Prompt: Output exactly the lines that run from the top of the entries to the line holding "use crate::types::ExtractedImage;", including both of those lines.

Saved data entries

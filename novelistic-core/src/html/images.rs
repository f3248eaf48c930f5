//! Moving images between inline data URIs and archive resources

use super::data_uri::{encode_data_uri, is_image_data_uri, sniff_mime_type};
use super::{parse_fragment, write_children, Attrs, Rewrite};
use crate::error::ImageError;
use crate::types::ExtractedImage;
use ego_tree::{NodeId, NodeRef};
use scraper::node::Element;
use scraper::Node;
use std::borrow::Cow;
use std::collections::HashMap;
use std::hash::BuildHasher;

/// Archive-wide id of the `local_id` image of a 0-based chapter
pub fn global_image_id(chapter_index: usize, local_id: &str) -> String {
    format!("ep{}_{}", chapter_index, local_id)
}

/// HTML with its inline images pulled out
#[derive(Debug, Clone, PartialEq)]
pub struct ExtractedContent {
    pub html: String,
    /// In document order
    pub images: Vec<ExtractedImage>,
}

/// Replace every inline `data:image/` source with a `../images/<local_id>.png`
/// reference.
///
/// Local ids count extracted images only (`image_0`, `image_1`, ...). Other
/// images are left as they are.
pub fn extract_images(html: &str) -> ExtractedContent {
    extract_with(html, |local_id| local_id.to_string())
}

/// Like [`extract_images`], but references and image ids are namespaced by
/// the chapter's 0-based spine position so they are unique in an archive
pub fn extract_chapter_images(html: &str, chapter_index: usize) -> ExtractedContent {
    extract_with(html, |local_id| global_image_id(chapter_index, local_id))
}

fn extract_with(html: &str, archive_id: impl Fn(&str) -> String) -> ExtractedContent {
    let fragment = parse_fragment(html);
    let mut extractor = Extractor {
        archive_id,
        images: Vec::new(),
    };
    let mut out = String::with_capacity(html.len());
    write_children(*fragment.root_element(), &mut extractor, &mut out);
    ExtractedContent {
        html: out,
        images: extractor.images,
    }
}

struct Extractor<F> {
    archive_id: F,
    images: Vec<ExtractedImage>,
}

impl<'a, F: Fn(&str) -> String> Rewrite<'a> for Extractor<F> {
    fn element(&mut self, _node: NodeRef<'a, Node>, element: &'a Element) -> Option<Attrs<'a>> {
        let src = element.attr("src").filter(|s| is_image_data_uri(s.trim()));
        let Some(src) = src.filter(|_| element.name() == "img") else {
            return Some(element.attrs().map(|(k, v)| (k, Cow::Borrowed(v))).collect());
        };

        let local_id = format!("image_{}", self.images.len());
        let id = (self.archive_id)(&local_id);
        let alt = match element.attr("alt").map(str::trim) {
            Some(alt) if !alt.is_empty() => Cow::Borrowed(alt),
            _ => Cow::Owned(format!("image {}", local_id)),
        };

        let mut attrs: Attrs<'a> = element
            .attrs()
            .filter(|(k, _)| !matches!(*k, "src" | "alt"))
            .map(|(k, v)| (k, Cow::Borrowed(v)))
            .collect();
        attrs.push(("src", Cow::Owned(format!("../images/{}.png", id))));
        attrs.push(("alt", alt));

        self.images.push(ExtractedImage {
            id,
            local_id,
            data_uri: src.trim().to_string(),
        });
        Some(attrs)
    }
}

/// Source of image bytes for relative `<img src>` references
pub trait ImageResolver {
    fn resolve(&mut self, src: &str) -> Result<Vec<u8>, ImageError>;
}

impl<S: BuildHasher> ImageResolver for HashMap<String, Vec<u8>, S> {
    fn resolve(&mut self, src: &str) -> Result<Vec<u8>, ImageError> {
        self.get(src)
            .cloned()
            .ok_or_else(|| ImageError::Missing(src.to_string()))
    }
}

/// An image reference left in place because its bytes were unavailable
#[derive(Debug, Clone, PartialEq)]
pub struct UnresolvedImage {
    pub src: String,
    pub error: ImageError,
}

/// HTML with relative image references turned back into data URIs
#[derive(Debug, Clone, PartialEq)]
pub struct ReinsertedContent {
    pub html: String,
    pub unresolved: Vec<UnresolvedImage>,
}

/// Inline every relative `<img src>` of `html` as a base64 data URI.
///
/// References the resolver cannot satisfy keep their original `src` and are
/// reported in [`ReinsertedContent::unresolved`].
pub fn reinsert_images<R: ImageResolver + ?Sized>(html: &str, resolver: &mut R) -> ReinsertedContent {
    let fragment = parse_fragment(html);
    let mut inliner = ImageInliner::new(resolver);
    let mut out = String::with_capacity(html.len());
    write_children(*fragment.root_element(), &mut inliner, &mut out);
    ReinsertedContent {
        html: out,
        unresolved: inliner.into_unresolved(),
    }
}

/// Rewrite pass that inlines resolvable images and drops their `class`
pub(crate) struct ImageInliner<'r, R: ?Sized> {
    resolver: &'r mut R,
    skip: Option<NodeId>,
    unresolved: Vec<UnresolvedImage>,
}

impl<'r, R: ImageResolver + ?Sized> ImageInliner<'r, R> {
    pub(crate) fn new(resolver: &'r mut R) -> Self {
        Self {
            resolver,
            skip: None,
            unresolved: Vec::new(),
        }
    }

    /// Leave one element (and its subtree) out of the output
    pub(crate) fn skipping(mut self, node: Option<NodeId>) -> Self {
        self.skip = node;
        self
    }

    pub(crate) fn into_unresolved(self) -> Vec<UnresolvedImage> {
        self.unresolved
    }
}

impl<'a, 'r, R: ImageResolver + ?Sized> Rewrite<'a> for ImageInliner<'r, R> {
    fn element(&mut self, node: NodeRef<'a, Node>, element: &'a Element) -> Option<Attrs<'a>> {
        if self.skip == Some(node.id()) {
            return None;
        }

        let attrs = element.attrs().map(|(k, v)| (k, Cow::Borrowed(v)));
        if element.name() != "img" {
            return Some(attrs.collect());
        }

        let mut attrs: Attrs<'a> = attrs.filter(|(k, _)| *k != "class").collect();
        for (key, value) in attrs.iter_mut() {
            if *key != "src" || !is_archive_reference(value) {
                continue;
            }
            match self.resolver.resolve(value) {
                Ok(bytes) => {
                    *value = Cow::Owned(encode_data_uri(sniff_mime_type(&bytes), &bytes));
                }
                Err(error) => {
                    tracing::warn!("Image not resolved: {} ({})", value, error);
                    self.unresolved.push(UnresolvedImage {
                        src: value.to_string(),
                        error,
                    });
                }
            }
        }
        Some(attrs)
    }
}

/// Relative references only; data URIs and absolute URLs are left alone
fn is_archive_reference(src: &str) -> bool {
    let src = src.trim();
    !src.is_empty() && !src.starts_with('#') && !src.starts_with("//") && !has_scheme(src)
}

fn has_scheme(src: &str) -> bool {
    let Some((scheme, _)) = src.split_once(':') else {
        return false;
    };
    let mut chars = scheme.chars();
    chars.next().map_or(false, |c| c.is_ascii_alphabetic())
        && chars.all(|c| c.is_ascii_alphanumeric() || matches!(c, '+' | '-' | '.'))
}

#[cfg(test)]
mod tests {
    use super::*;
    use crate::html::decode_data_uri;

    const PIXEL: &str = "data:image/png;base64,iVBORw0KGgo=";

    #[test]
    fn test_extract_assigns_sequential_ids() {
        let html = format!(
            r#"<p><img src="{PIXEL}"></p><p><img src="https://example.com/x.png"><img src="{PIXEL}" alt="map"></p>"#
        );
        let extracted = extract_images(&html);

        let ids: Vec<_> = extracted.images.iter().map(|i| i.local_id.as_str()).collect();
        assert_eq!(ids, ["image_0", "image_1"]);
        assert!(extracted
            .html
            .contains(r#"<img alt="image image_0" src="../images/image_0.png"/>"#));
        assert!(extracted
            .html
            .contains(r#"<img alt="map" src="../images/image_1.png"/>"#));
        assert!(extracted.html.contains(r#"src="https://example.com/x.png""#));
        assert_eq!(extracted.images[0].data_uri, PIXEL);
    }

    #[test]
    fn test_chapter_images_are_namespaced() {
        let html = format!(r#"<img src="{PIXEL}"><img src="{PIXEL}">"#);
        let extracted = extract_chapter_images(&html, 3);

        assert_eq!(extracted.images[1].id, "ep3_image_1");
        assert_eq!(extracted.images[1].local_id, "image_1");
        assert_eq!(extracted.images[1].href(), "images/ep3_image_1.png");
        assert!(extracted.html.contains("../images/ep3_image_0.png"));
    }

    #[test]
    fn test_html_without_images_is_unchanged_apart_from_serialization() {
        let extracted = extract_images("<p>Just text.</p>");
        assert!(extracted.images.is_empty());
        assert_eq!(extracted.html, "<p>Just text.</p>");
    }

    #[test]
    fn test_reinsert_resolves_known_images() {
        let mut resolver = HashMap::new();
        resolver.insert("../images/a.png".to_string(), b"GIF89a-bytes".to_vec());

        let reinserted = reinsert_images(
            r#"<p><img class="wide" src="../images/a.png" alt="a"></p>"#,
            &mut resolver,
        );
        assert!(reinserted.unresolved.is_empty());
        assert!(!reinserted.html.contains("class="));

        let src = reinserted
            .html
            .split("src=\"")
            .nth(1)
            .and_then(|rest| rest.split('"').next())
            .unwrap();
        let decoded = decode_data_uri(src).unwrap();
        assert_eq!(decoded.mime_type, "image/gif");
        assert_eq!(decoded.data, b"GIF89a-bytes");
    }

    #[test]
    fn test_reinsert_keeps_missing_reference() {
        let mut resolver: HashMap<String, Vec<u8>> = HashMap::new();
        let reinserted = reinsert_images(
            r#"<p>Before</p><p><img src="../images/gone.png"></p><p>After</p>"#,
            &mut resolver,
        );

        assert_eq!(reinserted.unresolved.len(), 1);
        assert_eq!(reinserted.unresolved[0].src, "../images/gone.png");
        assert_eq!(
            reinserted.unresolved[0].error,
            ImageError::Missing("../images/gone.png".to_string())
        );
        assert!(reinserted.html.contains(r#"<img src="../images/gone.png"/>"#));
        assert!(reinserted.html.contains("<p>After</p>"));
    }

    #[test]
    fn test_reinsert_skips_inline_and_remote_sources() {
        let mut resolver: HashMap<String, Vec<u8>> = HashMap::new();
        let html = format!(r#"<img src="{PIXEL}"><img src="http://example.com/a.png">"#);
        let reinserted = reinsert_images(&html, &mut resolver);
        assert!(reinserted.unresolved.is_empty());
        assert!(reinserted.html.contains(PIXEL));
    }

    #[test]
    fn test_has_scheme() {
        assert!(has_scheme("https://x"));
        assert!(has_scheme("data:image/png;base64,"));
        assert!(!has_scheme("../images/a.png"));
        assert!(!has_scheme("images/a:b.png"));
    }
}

Answer for the task:
filename novelistic-core/src/html/images.rs
repository f3248eaf48c930f5
//! Moving images between inline data URIs and archive resources

use super::data_uri::{encode_data_uri, is_image_data_uri, sniff_mime_type};
use super::{parse_fragment, write_children, Attrs, Rewrite};
use crate::error::ImageError;
use crate::types::ExtractedImage;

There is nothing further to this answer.